Así pues, y aunque no constituye ninguna novedad que el cine estadounidense recurra a ciertos pasajes -más o menos remotos- de su dilatada historia para encontrar fuentes de inspiración alternativas, llama poderosamente la atención el hecho, insólito sin duda, de que tres filmes icónicos y virtualmente insuperables en sus respectivos contextos históricos, como Los diez mandamientos, Ben Hur y Los siete magníficos, se hayan convertido, por mor de la comercialidad, en las tres dianas elegidas por Hollywood para resucitar su glorioso pasado y tratar así de encontrar nuevos y lucrativos nichos de negocio, lejos de las populares franquicias que capitalizan actualmente su frenética actividad en pos de una mejora continua de sus cuentas de resultados.

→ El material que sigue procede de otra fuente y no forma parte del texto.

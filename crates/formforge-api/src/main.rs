//! FormForge API server

use std::net::SocketAddr;
use std::sync::Arc;

use anyhow::Context;
use formforge_api::{build_router, ApiConfig, AppState};
use formforge_core::{Engine, InMemoryRecordStore, SystemClock, TokenBucketThrottle, TracingEventPublisher};
use tracing_subscriber::{layer::SubscriberExt, util::SubscriberInitExt};

#[tokio::main]
async fn main() -> anyhow::Result<()> {
    tracing_subscriber::registry()
        .with(tracing_subscriber::EnvFilter::new(
            std::env::var("RUST_LOG").unwrap_or_else(|_| "info".into()),
        ))
        .with(tracing_subscriber::fmt::layer())
        .init();

    let config = ApiConfig::load().context("loading configuration")?;

    let clock = Arc::new(SystemClock);
    let engine = Engine::builder(Arc::new(InMemoryRecordStore::new()))
        .config(config.engine.clone())
        .clock(clock.clone())
        .throttle(Arc::new(TokenBucketThrottle::new(
            config.rate_limit.submissions_per_hour,
            config.rate_limit.burst,
            clock,
        )))
        .events(Arc::new(TracingEventPublisher))
        .build();

    let app = build_router(AppState { engine });

    let listener = tokio::net::TcpListener::bind(&config.server.bind_addr)
        .await
        .with_context(|| format!("binding {}", config.server.bind_addr))?;
    tracing::info!(addr = %config.server.bind_addr, "FormForge API listening");

    axum::serve(listener, app.into_make_service_with_connect_info::<SocketAddr>())
        .await
        .context("serving HTTP")?;
    Ok(())
}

Las megaproduciones sobre superhéroes ávidos de acción y venganza ya parece que han entrado en barrena a tenor de algunos sonados fracasos comerciales registrados recientemente con títulos teóricamente taquilleros que no han respondido, como se esperaba, a las expectativas. El género, cuyo enorme predicamento popular le ha proporcionado muchos millones de dólares a las arcas de las majors, empieza a solicitar ya su relevo en ese circo de infinitas pistas en que se ha convertido la industria cinematográfica estadounidense desde hace ya algún tiempo. Tal vez por eso, se barrunta un nuevo cambio en las estrategias de las grandes multinacionales del sector, un cambio que parece haberse iniciado ya a tenor de las nuevas estrategias de mercado que representan productos como los ya aludidos en este artículo que, por encima de cualquier otra consideración de orden artístico, anteponen criterios de estricta rentabilidad económica sin calcular siquiera la dimensión que alcanza el hecho de invadir impunemente el terreno de los clásicos sin otro propósito que exprimir al máximo su amortización.